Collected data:
***

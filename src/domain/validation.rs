use std::cmp::Ordering;

use crate::errors::ValidationError;

use super::models::{MatchSide, SetScore};

/// Checks a submitted set list and derives the match winner: the side that
/// took the strict majority of sets. A tied set, a negative score or an even
/// split of sets won all reject the submission.
pub fn validate_sets(sets: &[SetScore]) -> Result<MatchSide, ValidationError> {
    if sets.is_empty() {
        return Err(ValidationError::NoSets);
    }

    let mut player1_sets = 0;
    let mut player2_sets = 0;

    for (index, set) in sets.iter().enumerate() {
        if set.player1 < 0 || set.player2 < 0 {
            return Err(ValidationError::NegativeScore { index });
        }
        match set.player1.cmp(&set.player2) {
            Ordering::Equal => {
                return Err(ValidationError::TiedSet {
                    index,
                    score: set.player1,
                });
            }
            Ordering::Greater => player1_sets += 1,
            Ordering::Less => player2_sets += 1,
        }
    }

    match player1_sets.cmp(&player2_sets) {
        Ordering::Greater => Ok(MatchSide::Player1),
        Ordering::Less => Ok(MatchSide::Player2),
        Ordering::Equal => Err(ValidationError::NoMajorityWinner),
    }
}

pub fn validate_participants(player1_id: i64, player2_id: i64) -> Result<(), ValidationError> {
    if player1_id == player2_id {
        return Err(ValidationError::SamePlayer);
    }
    Ok(())
}

#[cfg(test)]
mod tests {
    use super::*;

    fn sets(pairs: &[(i32, i32)]) -> Vec<SetScore> {
        pairs.iter().map(|&(a, b)| SetScore::new(a, b)).collect()
    }

    #[test]
    fn majority_winner_is_derived() {
        let winner = validate_sets(&sets(&[(11, 5), (9, 11), (11, 7)])).unwrap();
        assert_eq!(winner, MatchSide::Player1);

        let winner = validate_sets(&sets(&[(5, 11), (11, 9), (7, 11)])).unwrap();
        assert_eq!(winner, MatchSide::Player2);
    }

    #[test]
    fn empty_set_list_is_rejected() {
        assert_eq!(validate_sets(&[]), Err(ValidationError::NoSets));
    }

    #[test]
    fn tied_set_is_rejected() {
        let result = validate_sets(&sets(&[(11, 5), (10, 10)]));
        assert_eq!(
            result,
            Err(ValidationError::TiedSet {
                index: 1,
                score: 10
            })
        );
    }

    #[test]
    fn negative_score_is_rejected() {
        let result = validate_sets(&sets(&[(-1, 5)]));
        assert_eq!(result, Err(ValidationError::NegativeScore { index: 0 }));
    }

    #[test]
    fn even_split_of_sets_has_no_winner() {
        let result = validate_sets(&sets(&[(11, 5), (5, 11), (11, 9), (9, 11)]));
        assert_eq!(result, Err(ValidationError::NoMajorityWinner));
    }

    #[test]
    fn player_cannot_face_themselves() {
        assert_eq!(
            validate_participants(7, 7),
            Err(ValidationError::SamePlayer)
        );
        assert!(validate_participants(7, 8).is_ok());
    }
}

***

> _Task_
Reproduce every line from the preceding data in which the word "NoMajorityWinner" can be found.

> _Task response_
        Ordering::Equal => Err(ValidationError::NoMajorityWinner),
        assert_eq!(result, Err(ValidationError::NoMajorityWinner));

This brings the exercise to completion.